- GIVEN DATA -
=-=-=-=-=

use axum_test::TestServer;
use serde_json::{json, Value};

use fleetshare_service::app;
use fleetshare_service_shared::test_utils::{test_state, test_state_with_key, FIXTURE_CENTER};

/// Server over a fresh demo fleet without authentication.
#[allow(dead_code)]
pub fn server() -> TestServer {
    TestServer::new(app(test_state(), "/metrics")).expect("failed to start test server")
}

/// Server over a fresh demo fleet requiring the test API key.
#[allow(dead_code)]
pub fn keyed_server() -> TestServer {
    TestServer::new(app(test_state_with_key(), "/metrics")).expect("failed to start test server")
}

/// Nearby query URL around the fixture centre.
#[allow(dead_code)]
pub fn nearby_url(radius: f64) -> String {
    format!(
        "/api/v1/vehicles/nearby?latitude={}&longitude={}&radius={}",
        FIXTURE_CENTER.latitude, FIXTURE_CENTER.longitude, radius
    )
}

#[allow(dead_code)]
pub fn trip_body(user_id: &str, vehicle_id: &str) -> Value {
    json!({ "user_id": user_id, "vehicle_id": vehicle_id })
}

#[allow(dead_code)]
pub fn event_body(user_id: &str, vehicle_id: &str, kind: &str, meters_north: f64) -> Value {
    let location = FIXTURE_CENTER.offset_north(meters_north);
    json!({
        "user_id": user_id,
        "vehicle_id": vehicle_id,
        "location": { "latitude": location.latitude, "longitude": location.longitude },
        "type": kind,
    })
}
//! Route handlers. Each one validates its input, calls the fleet, and maps
//! library errors to Problem Details.

use axum::{
    extract::{
        rejection::{JsonRejection, QueryRejection},
        Path, Query, State,
    },
    http::StatusCode,
    Json,
};
use serde::Serialize;
use tracing::{info, warn};

use fleetshare_lib::{Error as LibError, TripState};
use fleetshare_service_shared::{
    from_lib_error, record_nearby_returned, record_trip_ended, record_trip_event,
    record_trip_rejected, record_trip_started, AppState, BeginTripRequest, EndTripRequest,
    NearbyQuery, ProblemDetails, RequestId, ServiceResponse, TripAccepted, TripEventRequest,
    TripEventView, TripEventsResponse, TripResponse, TripsResponse, Validate, VehicleView,
    VehiclesResponse,
};

type ApiResult<T> = Result<ServiceResponse<T>, ProblemDetails>;

/// Single vehicle together with its lifecycle state.
#[derive(Debug, Serialize)]
pub struct VehicleDetail {
    #[serde(flatten)]
    pub vehicle: VehicleView,
    pub trip: TripState,
}

fn lib_problem(request_id: &RequestId) -> impl Fn(LibError) -> ProblemDetails + '_ {
    move |e| from_lib_error(&e, request_id.as_str())
}

fn trip_rejected(request_id: &RequestId) -> impl Fn(LibError) -> ProblemDetails + '_ {
    move |e| {
        warn!(request_id = %request_id, error = %e, "trip transition rejected");
        record_trip_rejected(&e);
        from_lib_error(&e, request_id.as_str())
    }
}

fn validated<T: Validate>(request: T, request_id: &RequestId) -> Result<T, ProblemDetails> {
    request.validate(request_id.as_str()).map_err(|p| *p)?;
    Ok(request)
}

fn json_body<T>(
    body: Result<Json<T>, JsonRejection>,
    request_id: &RequestId,
) -> Result<T, ProblemDetails> {
    body.map(|Json(request)| request)
        .map_err(|e| ProblemDetails::bad_request(e.body_text(), request_id.as_str()))
}

/// `GET /api/v1/vehicles/nearby`
pub async fn nearby_vehicles(
    State(state): State<AppState>,
    request_id: RequestId,
    query: Result<Query<NearbyQuery>, QueryRejection>,
) -> ApiResult<VehiclesResponse> {
    let Query(query) =
        query.map_err(|e| ProblemDetails::bad_request(e.body_text(), request_id.as_str()))?;
    let query = validated(query, &request_id)?;

    let nearby = state
        .fleet()
        .query_nearby(query.location(), query.radius)
        .map_err(lib_problem(&request_id))?;

    record_nearby_returned(nearby.len());
    info!(
        request_id = %request_id,
        latitude = query.latitude,
        longitude = query.longitude,
        radius = query.radius,
        found = nearby.len(),
        "nearby query answered"
    );

    Ok(ServiceResponse::new(nearby.into_iter().collect()))
}

/// `GET /api/v1/vehicles`
pub async fn list_vehicles(
    State(state): State<AppState>,
    request_id: RequestId,
) -> ApiResult<VehiclesResponse> {
    let vehicles = state.fleet().vehicles().map_err(lib_problem(&request_id))?;
    Ok(ServiceResponse::new(vehicles.into_iter().collect()))
}

/// `GET /api/v1/vehicles/{vehicle_id}`
pub async fn get_vehicle(
    State(state): State<AppState>,
    request_id: RequestId,
    Path(vehicle_id): Path<String>,
) -> ApiResult<VehicleDetail> {
    let vehicle = state
        .fleet()
        .vehicle(&vehicle_id)
        .map_err(lib_problem(&request_id))?;
    let trip = TripState::from(&vehicle);

    Ok(ServiceResponse::new(VehicleDetail {
        vehicle: vehicle.into(),
        trip,
    }))
}

/// `PUT /api/v1/trips/begin`
pub async fn begin_trip(
    State(state): State<AppState>,
    request_id: RequestId,
    body: Result<Json<BeginTripRequest>, JsonRejection>,
) -> ApiResult<TripResponse> {
    let request = validated(json_body(body, &request_id)?, &request_id)?;

    let vehicle = state
        .fleet()
        .begin_trip(&request.user_id, &request.vehicle_id)
        .map_err(trip_rejected(&request_id))?;

    record_trip_started();
    info!(
        request_id = %request_id,
        user = %request.user_id,
        vehicle = %request.vehicle_id,
        "trip started"
    );

    Ok(ServiceResponse::new(TripResponse {
        user_id: request.user_id,
        vehicle_id: request.vehicle_id,
        vehicle: vehicle.into(),
    }))
}

/// `PUT /api/v1/trips/end`
pub async fn end_trip(
    State(state): State<AppState>,
    request_id: RequestId,
    body: Result<Json<EndTripRequest>, JsonRejection>,
) -> ApiResult<TripResponse> {
    let request = validated(json_body(body, &request_id)?, &request_id)?;
    let fleet = state.fleet();

    let vehicle = match request.location {
        Some(location) => fleet.end_trip_at(&request.user_id, &request.vehicle_id, location),
        None => fleet.end_trip(&request.user_id, &request.vehicle_id),
    }
    .map_err(trip_rejected(&request_id))?;

    record_trip_ended();
    info!(
        request_id = %request_id,
        user = %request.user_id,
        vehicle = %request.vehicle_id,
        "trip ended"
    );

    Ok(ServiceResponse::new(TripResponse {
        user_id: request.user_id,
        vehicle_id: request.vehicle_id,
        vehicle: vehicle.into(),
    }))
}

/// `POST /api/v1/trip-events`
pub async fn append_trip_event(
    State(state): State<AppState>,
    request_id: RequestId,
    body: Result<Json<TripEventRequest>, JsonRejection>,
) -> Result<(StatusCode, ServiceResponse<TripAccepted>), ProblemDetails> {
    let request = validated(json_body(body, &request_id)?, &request_id)?;
    let event = request.to_event().map_err(lib_problem(&request_id))?;

    let stored = state
        .fleet()
        .append_event(event)
        .map_err(lib_problem(&request_id))?;

    record_trip_event(stored.kind);
    info!(
        request_id = %request_id,
        user = %stored.holder_id,
        vehicle = %stored.vehicle_id,
        kind = %stored.kind,
        "trip event logged"
    );

    Ok((
        StatusCode::CREATED,
        ServiceResponse::new(TripAccepted::success()),
    ))
}

/// `GET /api/v1/trip-events`
pub async fn list_trip_events(
    State(state): State<AppState>,
    request_id: RequestId,
) -> ApiResult<TripEventsResponse> {
    let events: Vec<TripEventView> = state
        .fleet()
        .list_events()
        .map_err(lib_problem(&request_id))?
        .into_iter()
        .map(TripEventView::from)
        .collect();

    Ok(ServiceResponse::new(TripEventsResponse {
        count: events.len(),
        events,
    }))
}

/// `GET /api/v1/trips`
pub async fn list_trips(
    State(state): State<AppState>,
    request_id: RequestId,
) -> ApiResult<TripsResponse> {
    let history = state.fleet().trips().map_err(lib_problem(&request_id))?;
    Ok(ServiceResponse::new(history.into()))
}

=-=-=-=-=

Retype the records above exactly, from their first line through the line that contains "pub fn server()", and stop there.

- FINISHED TASK -
use axum_test::TestServer;
use serde_json::{json, Value};

use fleetshare_service::app;
use fleetshare_service_shared::test_utils::{test_state, test_state_with_key, FIXTURE_CENTER};

/// Server over a fresh demo fleet without authentication.
#[allow(dead_code)]
pub fn server() -> TestServer {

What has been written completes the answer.